#### PROVIDED ENTRIES:
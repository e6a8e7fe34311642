//! Non-fatal problems found while decoding
//!
//! Real displays ship EDIDs with bad checksums, duplicate blocks and
//! out-of-range fields. Those are collected here and the decoder keeps going.

use serde::Serialize;
use std::fmt;
use tracing::debug;

/// A single non-fatal decoding problem
#[derive(Debug, Clone, PartialEq, Eq, Serialize)]
pub struct Diagnostic {
    /// Index of the 128-byte block the problem was found in
    pub block: Option<usize>,
    /// Section name, e.g. "Base EDID" or "CTA-861 Extension Block"
    pub context: String,
    pub message: String,
}

/// Ordered list of diagnostics accumulated over one parse
#[derive(Debug, Clone, Default, PartialEq, Eq, Serialize)]
#[serde(transparent)]
pub struct Diagnostics {
    entries: Vec<Diagnostic>,
}

impl Diagnostics {
    pub fn new() -> Self {
        Self::default()
    }

    pub fn push(&mut self, block: Option<usize>, context: &str, message: impl Into<String>) {
        let message = message.into();
        debug!(?block, context, %message, "EDID diagnostic");
        self.entries.push(Diagnostic {
            block,
            context: context.to_string(),
            message,
        });
    }

    pub fn is_empty(&self) -> bool {
        self.entries.is_empty()
    }

    pub fn len(&self) -> usize {
        self.entries.len()
    }

    pub fn iter(&self) -> impl Iterator<Item = &Diagnostic> {
        self.entries.iter()
    }

    /// Whether any diagnostic message contains `needle`
    pub fn contains(&self, needle: &str) -> bool {
        self.entries.iter().any(|d| d.message.contains(needle))
    }
}

/// Records diagnostics against one block and section of the input
pub struct Scope<'d> {
    diags: &'d mut Diagnostics,
    block: Option<usize>,
    context: &'static str,
}

impl<'d> Scope<'d> {
    pub fn new(diags: &'d mut Diagnostics, block: Option<usize>, context: &'static str) -> Self {
        Self {
            diags,
            block,
            context,
        }
    }

    pub fn fail(&mut self, message: impl Into<String>) {
        self.diags.push(self.block, self.context, message);
    }
}

/// Renders the failure message in di-edid-decode layout: one heading per
/// block/section, messages indented beneath it.
impl fmt::Display for Diagnostics {
    fn fmt(&self, f: &mut fmt::Formatter<'_>) -> fmt::Result {
        let mut last: Option<(Option<usize>, &str)> = None;
        for d in &self.entries {
            let key = (d.block, d.context.as_str());
            if last != Some(key) {
                match d.block {
                    Some(block) => writeln!(f, "Block {}, {}:", block, d.context)?,
                    None => writeln!(f, "{}:", d.context)?,
                }
                last = Some(key);
            }
            writeln!(f, "  {}", d.message)?;
        }
        Ok(())
    }
}

#[cfg(test)]
mod tests {
    use super::*;

    #[test]
    fn test_grouped_output() {
        let mut diags = Diagnostics::new();
        diags.push(Some(0), "Base EDID", "Invalid checksum");
        diags.push(Some(0), "Base EDID", "Unknown descriptor tag 0x11");
        diags.push(Some(1), "CTA-861 Extension Block", "Empty data block");

        let text = diags.to_string();
        assert_eq!(
            text,
            "Block 0, Base EDID:\n  Invalid checksum\n  Unknown descriptor tag 0x11\n\
             Block 1, CTA-861 Extension Block:\n  Empty data block\n"
        );
        assert_eq!(diags.len(), 3);
        assert!(diags.contains("descriptor tag"));
    }
}
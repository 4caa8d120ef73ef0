//! Filesystem helpers for git-workspace
//!
//! Provides atomic writes, permission-preserving directory copies and
//! TOML-backed configuration storage.

pub mod config;
pub mod constants;
pub mod copy;
pub mod error;
pub mod io;

pub use config::ConfigStore;
pub use constants::WorkspacePath;
pub use copy::{copy_dir, replace_dir};
pub use error::{Error, Result};
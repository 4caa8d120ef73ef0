//! Init command implementation
//!
//! Creates a new workspace directory under the current directory.

use std::path::Path;

use colored::Colorize;
use gitws_core::{Topology, init_workspace};
use gitws_git::VersionControl;

use super::print_head_commit;
use crate::error::Result;

/// Run the init command
pub fn run_init(parent: &Path, name: &str, topology: &str, vcs: &dyn VersionControl) -> Result<()> {
    let topology: Topology = topology.parse()?;

    println!(
        "{} Initializing workspace {} ({} topology)...",
        "=>".blue().bold(),
        name.cyan(),
        topology.to_string().cyan()
    );

    let report = init_workspace(parent, name, topology, vcs)?;

    print_head_commit(&report.root);
    println!(
        "{} Successfully initialized workspace '{}'",
        "OK".green().bold(),
        report.name
    );
    Ok(())
}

#### WHAT YOU SHOULD DO:
Each line above that contains the word "name" must be copied.

#### RESPONSE:
    /// Section name, e.g. "Base EDID" or "CTA-861 Extension Block"
pub fn run_init(parent: &Path, name: &str, topology: &str, vcs: &dyn VersionControl) -> Result<()> {
        name.cyan(),
    let report = init_workspace(parent, name, topology, vcs)?;
        report.name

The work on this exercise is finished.